L’Italia era così preparata alla pandemia che allo Spallanzani non esistevano le procedure per fare i tamponi. E così il tracciamento dei contagi è saltato sin da subito. A rivelare l’agghiacciante retroscena è l’ex comandante dei Nas Adelmo Lusi, nella sua deposizione in commissione Covid del 9 aprile scorso, recentemente desecretata.

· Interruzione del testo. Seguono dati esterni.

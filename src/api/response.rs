// JSON response builders for the query API

use http_body_util::Full;
use hyper::body::Bytes;
use hyper::{Response, StatusCode};
use serde::Serialize;

use crate::logger;

const FALLBACK_BODY: &[u8] = br#"{"error":"Internal server error"}"#;

/// Serialize `body` compactly and wrap it in a response with the given
/// status. Compact output keeps repeated identical requests
/// byte-identical on the wire.
pub fn json_response<T: Serialize>(status: StatusCode, body: &T) -> Response<Full<Bytes>> {
    match serde_json::to_vec(body) {
        Ok(json) => json_bytes(status, Bytes::from(json)),
        Err(e) => {
            logger::log_error(&format!("Failed to serialize response: {e}"));
            json_bytes(
                StatusCode::INTERNAL_SERVER_ERROR,
                Bytes::from_static(FALLBACK_BODY),
            )
        }
    }
}

/// 400 Bad Request carrying a JSON `{error}` body
pub fn bad_request(message: &str) -> Response<Full<Bytes>> {
    let body = serde_json::json!({ "error": message });
    json_bytes(StatusCode::BAD_REQUEST, Bytes::from(body.to_string()))
}

fn json_bytes(status: StatusCode, body: Bytes) -> Response<Full<Bytes>> {
    Response::builder()
        .status(status)
        .header("Content-Type", "application/json")
        .body(Full::new(body))
        .unwrap_or_else(|e| {
            logger::log_error(&format!("Failed to build response: {e}"));
            Response::new(Full::new(Bytes::from_static(FALLBACK_BODY)))
        })
}

#[cfg(test)]
mod tests {
    use super::*;
    use http_body_util::BodyExt;

    #[tokio::test]
    async fn test_json_response_is_compact() {
        #[derive(Serialize)]
        struct Sample {
            a: i64,
            b: Option<i64>,
        }

        let resp = json_response(StatusCode::OK, &Sample { a: 1, b: None });
        assert_eq!(resp.status(), 200);
        assert_eq!(resp.headers()["Content-Type"], "application/json");

        let body = resp.into_body().collect().await.unwrap().to_bytes();
        assert_eq!(body, Bytes::from(r#"{"a":1,"b":null}"#));
    }

    #[tokio::test]
    async fn test_bad_request_body() {
        let resp = bad_request("mensagem de erro");
        assert_eq!(resp.status(), 400);
        assert_eq!(resp.headers()["Content-Type"], "application/json");

        let body = resp.into_body().collect().await.unwrap().to_bytes();
        assert_eq!(body, Bytes::from(r#"{"error":"mensagem de erro"}"#));
    }
}
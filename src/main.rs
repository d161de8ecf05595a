use hyper::server::conn::http1;
use hyper::service::service_fn;
use hyper_util::rt::TokioIo;
use socket2::{Domain, Protocol, Socket, Type};
use std::net::SocketAddr;
use std::sync::Arc;
use std::time::Duration;
use tokio::net::{TcpListener, TcpStream};
use tokio_rustls::TlsAcceptor;

mod api;
mod config;
mod handler;
mod http;
mod logger;
mod tls;

fn main() -> Result<(), Box<dyn std::error::Error>> {
    let cfg = config::Config::load()?;

    let mut builder = tokio::runtime::Builder::new_multi_thread();
    builder.enable_all();
    if let Some(workers) = cfg.server.workers {
        builder.worker_threads(workers);
    }

    builder.build()?.block_on(serve(cfg))
}

async fn serve(cfg: config::Config) -> Result<(), Box<dyn std::error::Error>> {
    logger::init(&cfg.logging)?;

    let addr = cfg.socket_addr()?;

    // Startup reads are fatal: no serving without credentials and page
    let acceptor = tls::build_acceptor(&cfg.tls)?;
    let page = tokio::fs::read(&cfg.site.page_file)
        .await
        .map_err(|e| format!("failed to read {}: {e}", cfg.site.page_file))?;

    let listener = bind_reusable(addr)?;
    let state = Arc::new(config::AppState::new(cfg, page.into()));
    logger::log_server_start(&addr, &state.config);

    loop {
        match listener.accept().await {
            Ok((stream, peer_addr)) => {
                let acceptor = acceptor.clone();
                let state = Arc::clone(&state);
                tokio::spawn(async move {
                    serve_tls_connection(stream, peer_addr, acceptor, state).await;
                });
            }
            Err(e) => logger::log_error(&format!("Failed to accept connection: {e}")),
        }
    }
}

/// Handshake and serve one connection.
///
/// A failed handshake is logged and the connection dropped; nothing here
/// reaches back into the accept loop. The HTTP/1.1 exchange runs under
/// the larger of the configured read and write timeouts.
async fn serve_tls_connection(
    stream: TcpStream,
    peer_addr: SocketAddr,
    acceptor: TlsAcceptor,
    state: Arc<config::AppState>,
) {
    let tls_stream = match acceptor.accept(stream).await {
        Ok(s) => s,
        Err(e) => {
            logger::log_handshake_error(&peer_addr, &e);
            return;
        }
    };

    let perf = &state.config.performance;
    let grace = Duration::from_secs(perf.read_timeout.max(perf.write_timeout));

    let mut builder = http1::Builder::new();
    builder.keep_alive(perf.keep_alive_timeout > 0);

    let service_state = Arc::clone(&state);
    let conn = builder.serve_connection(
        TokioIo::new(tls_stream),
        service_fn(move |req| {
            let state = Arc::clone(&service_state);
            async move { handler::handle_request(req, state, peer_addr).await }
        }),
    );

    match tokio::time::timeout(grace, conn).await {
        Ok(Ok(())) => {}
        Ok(Err(e)) => logger::log_connection_error(&e),
        Err(_) => logger::log_warning(&format!(
            "Closed connection from {peer_addr} after {}s without completion",
            grace.as_secs()
        )),
    }
}

/// Bind a listener with `SO_REUSEADDR` and `SO_REUSEPORT` set, so a
/// restarted process can take the port back without waiting out
/// TIME_WAIT sockets.
fn bind_reusable(addr: SocketAddr) -> std::io::Result<TcpListener> {
    let socket = Socket::new(Domain::for_address(addr), Type::STREAM, Some(Protocol::TCP))?;
    socket.set_reuse_address(true)?;
    socket.set_reuse_port(true)?;
    socket.set_nonblocking(true)?;
    socket.bind(&addr.into())?;
    socket.listen(128)?;
    TcpListener::from_std(socket.into())
}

Secondo la ricostruzione del generale, sentito in questi mesi assieme ai principali membri della task force e del Comitato tecnico scientifico che ha gestito la pandemia, a una domanda del deputato catanese Francesco Ciancitto che gli ricorda una sua dichiarazione su un possibile contagiato che si era recato allo Spallanzani per essere visitato e sottoposto ad analisi, il generale ricorda che quell’episodio lo costrinse a insistere dentro la task force sulla «[...]necessità di definire delle procedure omogenee da effettuare come protocollo». Già, perché al tempo - siamo a gennaio 2020 - al se qualcuno (come è successo) si fosse presentato allo Spallanzani, la struttura specializzata nelle Malattie infettive, non era possibile analizzare i tamponi.

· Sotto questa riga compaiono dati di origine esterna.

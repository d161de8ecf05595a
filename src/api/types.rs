// API wire types module
// Payload and error messages for the /api/dados endpoint

use serde::Serialize;

/// Fixed success message echoed with every valid request
pub const SUCCESS_MESSAGE: &str = "Parâmetros recebidos com sucesso!";

/// Echo payload for a validated request.
///
/// Field declaration order is wire order; serialization is compact so
/// repeated identical requests produce byte-identical bodies.
#[derive(Debug, Serialize, PartialEq, Eq)]
pub struct DadosResponse {
    #[serde(rename = "OLT")]
    pub olt: String,
    #[serde(rename = "SLOT")]
    pub slot: i64,
    #[serde(rename = "PON")]
    pub pon: i64,
    /// Optional diagnostic value; explicit `null` when absent
    pub debug: Option<i64>,
    pub message: String,
}

/// Client input errors, surfaced as 400 responses in the same request
/// cycle.
#[derive(Debug, Clone, Copy, PartialEq, Eq)]
pub enum ValidationError {
    /// One of OLT/SLOT/PON is absent or empty
    MissingParameters,
    /// SLOT or PON has no parseable integer
    InvalidInteger,
    /// debug is present but has no parseable integer
    InvalidDebugInteger,
}

impl ValidationError {
    /// Human-readable `error` string for the JSON body
    pub const fn message(self) -> &'static str {
        match self {
            Self::MissingParameters => {
                "Parâmetros obrigatórios ausentes. São necessários: OLT, SLOT e PON."
            }
            Self::InvalidInteger => "Os parâmetros SLOT e PON devem ser números inteiros.",
            Self::InvalidDebugInteger => {
                "O parâmetro debug, se fornecido, deve ser um número inteiro."
            }
        }
    }
}
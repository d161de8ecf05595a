//! Response builders for the page and the fallthrough route.
//!
//! Cross-cutting headers (Server, CORS) are applied by the router after
//! dispatch, so these builders only set what is specific to each route.

use http_body_util::Full;
use hyper::body::Bytes;
use hyper::Response;

/// Fixed body for every unmatched route
pub const NOT_FOUND_BODY: &str = "Rota não encontrada.";

/// 200 page response for `GET /`.
///
/// The bytes are served verbatim; cloning the `Bytes` handle per request
/// is a refcount bump, not a copy.
pub fn build_html_response(page: Bytes) -> Response<Full<Bytes>> {
    Response::builder()
        .status(200)
        .header("Content-Type", "text/html")
        .body(Full::new(page))
        .unwrap_or_else(|e| {
            log_build_error("page", &e);
            Response::new(Full::new(Bytes::new()))
        })
}

/// 404 for any method/path pair outside the route table
pub fn build_not_found_response() -> Response<Full<Bytes>> {
    Response::builder()
        .status(404)
        .header("Content-Type", "text/plain")
        .body(Full::new(Bytes::from(NOT_FOUND_BODY)))
        .unwrap_or_else(|e| {
            log_build_error("404", &e);
            Response::new(Full::new(Bytes::from(NOT_FOUND_BODY)))
        })
}

fn log_build_error(which: &str, error: &hyper::http::Error) {
    crate::logger::log_error(&format!("Failed to build {which} response: {error}"));
}

#[cfg(test)]
mod tests {
    use super::*;
    use http_body_util::BodyExt;

    #[tokio::test]
    async fn test_html_response_serves_page_verbatim() {
        let page = Bytes::from_static("<html>consulta</html>".as_bytes());
        let resp = build_html_response(page.clone());

        assert_eq!(resp.status(), 200);
        assert_eq!(resp.headers()["Content-Type"], "text/html");

        let body = resp.into_body().collect().await.unwrap().to_bytes();
        assert_eq!(body, page);
    }

    #[tokio::test]
    async fn test_not_found_response() {
        let resp = build_not_found_response();

        assert_eq!(resp.status(), 404);
        assert_eq!(resp.headers()["Content-Type"], "text/plain");

        let body = resp.into_body().collect().await.unwrap().to_bytes();
        assert_eq!(body, Bytes::from(NOT_FOUND_BODY));
    }
}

Serviva un generale dei carabinieri per lanciare l’allarme alla task force anti Covid? Il virus probabilmente era già in Italia (forse da mesi, come aveva detto al Giornale il virologo Giorgio Palù grazie ai marker tumorali che aveva a disposizione) eppure nessuno aveva pensato a «emanare delle procedure per questi casi». Ma questa non sarebbe l’unica falla del sistema, anzi. L’azione dei Nas in quelle primissime settimane sarebbe stata determinante, tanto che ancora il meloniano Ciancitto[...] ha ricordato che il corpo specializzato dell’Arma si è fatto «vettore di recapito dei tamponi, sia all’Istituto superiore di Sanità, sia allo Spallanzani». Una scelta di chi? «È stato attivato tramite una circolare che è arrivata da parte del ministero? Avevate delle linee guida nel trasportare e nel prendere quel materiale?», chiede il parlamentare in commissione Covid. La risposta è glaciale: «No, non avevamo delle linee guida». Anzi, secondo il generale nessuno si era mai nemmeno posto il problema di come fare arrivare i tamponi allo Spallanzani ed all’Istituto Superiore di Sanità tanto che «quando è stata rappresentata questa difficoltà di far pervenire all’Iss i tamponi, mi sono offerto io come parte integrante del ministero della Salute», non c’era un criterio per la consegna rapida (e sicura) dei tamponi, sono stati i militari dei Nas «con staffette quotidiane secondo direttrici Nord-Sud, Nord Roma e Sud Roma, a raccogliere i tamponi delle varie città e portarli all’Iss». Un lavoro immane durato per un mese circa, con «5.716 tamponi analizzati» fino a che «l’Iss non decise di autorizzare i laboratori a livello provinciale e regionale».
«A chi toccava questo compito? Chi decideva strategie e procedure?», chiede a Lusi il presidente della commissione Covid Marco Lisei (FdI). «Nell’ambito della task force veniva definita l’esigenza.
La circolare, il provvedimento, veniva adottato in ambito gabinetto, con i tecnici specifici che si ritenevano competenti a illustrare nel dettaglio». Tempo perso mentre il Covid si diffondeva in tutta Italia, lontano dai radar del ministero della Salute.